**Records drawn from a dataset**
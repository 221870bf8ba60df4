use std::env;
use std::sync::{Mutex, OnceLock};

use chatci_cli::commands::{config, dispatch, parse, verify};
use serde_json::Value;

fn tokens(values: &[&str]) -> Vec<String> {
    values.iter().map(|value| (*value).to_string()).collect()
}

#[test]
fn parse_reports_job_build_and_parameters() {
    let result = parse::run(None, &tokens(&["\"folder", "with", "space/app\"", "22", "BRANCH=main"]));
    assert_eq!(result.exit_code, 0);

    let payload = parse_payload(&result.output);
    assert_eq!(payload["command"], "parse");
    assert_eq!(payload["status"], "ok");
    assert_eq!(payload["data"]["job_name"], "folder with space/app");
    assert_eq!(payload["data"]["build_number"], "22");
    assert_eq!(payload["data"]["parameters"]["BRANCH"], "main");
    assert!(payload["data"].get("unterminated_quote").is_none());
}

#[test]
fn parse_splits_raw_text_like_the_chat_platform() {
    let result = parse::run(Some("  \"my   job\"   param=1 "), &[]);
    let payload = parse_payload(&result.output);

    assert_eq!(payload["data"]["job_name"], "my job");
    assert_eq!(payload["data"]["build_number"], Value::Null);
    assert_eq!(payload["data"]["parameters"]["param"], "1");
}

#[test]
fn parse_flags_unterminated_quotes() {
    let result = parse::run(None, &tokens(&["\"never", "closed", "5"]));
    let payload = parse_payload(&result.output);

    assert_eq!(payload["data"]["job_name"], "never closed 5");
    assert_eq!(payload["data"]["unterminated_quote"], true);
    assert!(payload["message"].as_str().unwrap_or_default().contains("never closed"));
}

#[test]
fn parse_without_tokens_is_a_usage_error() {
    let result = parse::run(None, &[]);
    assert_eq!(result.exit_code, 2);

    let payload = parse_payload(&result.output);
    assert_eq!(payload["status"], "error");
    assert_eq!(payload["error_class"], "usage");
}

#[test]
fn dispatch_renders_usage_messages_locally() {
    let result = dispatch::run("disable app 12", "/jenkins");
    assert_eq!(result.exit_code, 0);

    let payload = parse_payload(&result.output);
    assert_eq!(payload["data"]["verb"], "disable");
    assert_eq!(payload["data"]["response_type"], "ephemeral");
    assert_eq!(
        payload["message"],
        "Please check `/jenkins help` to find help on how to disable a job."
    );
}

#[test]
fn dispatch_routes_valid_commands_to_the_noop_service() {
    let result = dispatch::run("/ci get-log \"my app\" 7", "/ci");
    let payload = parse_payload(&result.output);

    assert_eq!(payload["data"]["verb"], "get-log");
    assert_eq!(payload["message"], "Would fetch the log of build #7 of the job 'my app'.");
}

#[test]
fn dispatch_reports_unknown_commands_with_help() {
    let result = dispatch::run("createjob", "/jenkins");
    let payload = parse_payload(&result.output);

    assert_eq!(payload["message"], "Unknown command: createjob");
    assert_eq!(payload["data"]["blocks"].as_array().map(Vec::len), Some(2));
}

#[test]
fn dispatch_rejects_invalid_trigger() {
    let result = dispatch::run("help", "jenkins");
    assert_eq!(result.exit_code, 2);
    assert_eq!(parse_payload(&result.output)["error_class"], "usage");
}

#[test]
fn config_reports_env_sources_and_redacts_token() {
    with_env(
        &[
            ("CHATCI_JENKINS_BASE_URL", "https://ci.example.com"),
            ("CHATCI_CHAT_VERIFICATION_TOKEN", "verysecretverificationtoken"),
            ("CHATCI_LOG_LEVEL", "debug"),
        ],
        || {
            let output = config::run();

            assert!(output.contains(
                "- jenkins.base_url = https://ci.example.com (source: env (CHATCI_JENKINS_BASE_URL))"
            ));
            assert!(output.contains("- chat.verification_token = very***"));
            assert!(!output.contains("verysecretverificationtoken"));
            assert!(output.contains("- logging.level = debug (source: env (CHATCI_LOG_LEVEL))"));
            assert!(output.contains("- chat.command_trigger = /jenkins (source: default)"));
        },
    );
}

#[test]
fn config_reports_validation_failure_without_base_url() {
    with_env(&[], || {
        let output = config::run();
        assert!(output.starts_with("config validation failed"));
        assert!(output.contains("jenkins.base_url"));
    });
}

#[test]
fn verify_requires_valid_config() {
    with_env(&[(verify::TOKEN_ENV, "token")], || {
        let result = verify::run("alice");
        assert_eq!(result.exit_code, 2);
        assert_eq!(parse_payload(&result.output)["error_class"], "config_validation");
    });
}

#[test]
fn verify_requires_token_in_environment() {
    with_env(&[("CHATCI_JENKINS_BASE_URL", "https://ci.example.com")], || {
        let result = verify::run("alice");
        assert_eq!(result.exit_code, 2);

        let payload = parse_payload(&result.output);
        assert_eq!(payload["command"], "verify");
        assert_eq!(payload["error_class"], "missing_token");
        assert!(payload["message"].as_str().unwrap_or_default().contains("JENKINS_API_TOKEN"));
    });
}

fn parse_payload(output: &str) -> Value {
    serde_json::from_str(output).expect("command output should be valid JSON")
}

fn with_env(vars: &[(&str, &str)], test_fn: impl FnOnce()) {
    static ENV_LOCK: OnceLock<Mutex<()>> = OnceLock::new();
    let _guard =
        ENV_LOCK.get_or_init(|| Mutex::new(())).lock().expect("env mutex should not be poisoned");

    let keys = [
        "CHATCI_JENKINS_BASE_URL",
        "CHATCI_JENKINS_TIMEOUT_SECS",
        "CHATCI_CHAT_COMMAND_TRIGGER",
        "CHATCI_CHAT_VERIFICATION_TOKEN",
        "CHATCI_SERVER_BIND_ADDRESS",
        "CHATCI_SERVER_PORT",
        "CHATCI_SERVER_GRACEFUL_SHUTDOWN_SECS",
        "CHATCI_LOGGING_LEVEL",
        "CHATCI_LOGGING_FORMAT",
        "CHATCI_LOG_LEVEL",
        "CHATCI_LOG_FORMAT",
        verify::TOKEN_ENV,
    ];

    let previous_values: Vec<(&str, Option<String>)> =
        keys.iter().map(|key| (*key, env::var(key).ok())).collect();

    for key in &keys {
        env::remove_var(key);
    }
    for (key, value) in vars {
        env::set_var(key, value);
    }

    test_fn();

    for (key, value) in previous_values {
        if let Some(value) = value {
            env::set_var(key, value);
        } else {
            env::remove_var(key);
        }
    }
}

**What you will do**
Count how many lines in the data contain the word "https". Reply with that number only.

**Solution to the exercise**
3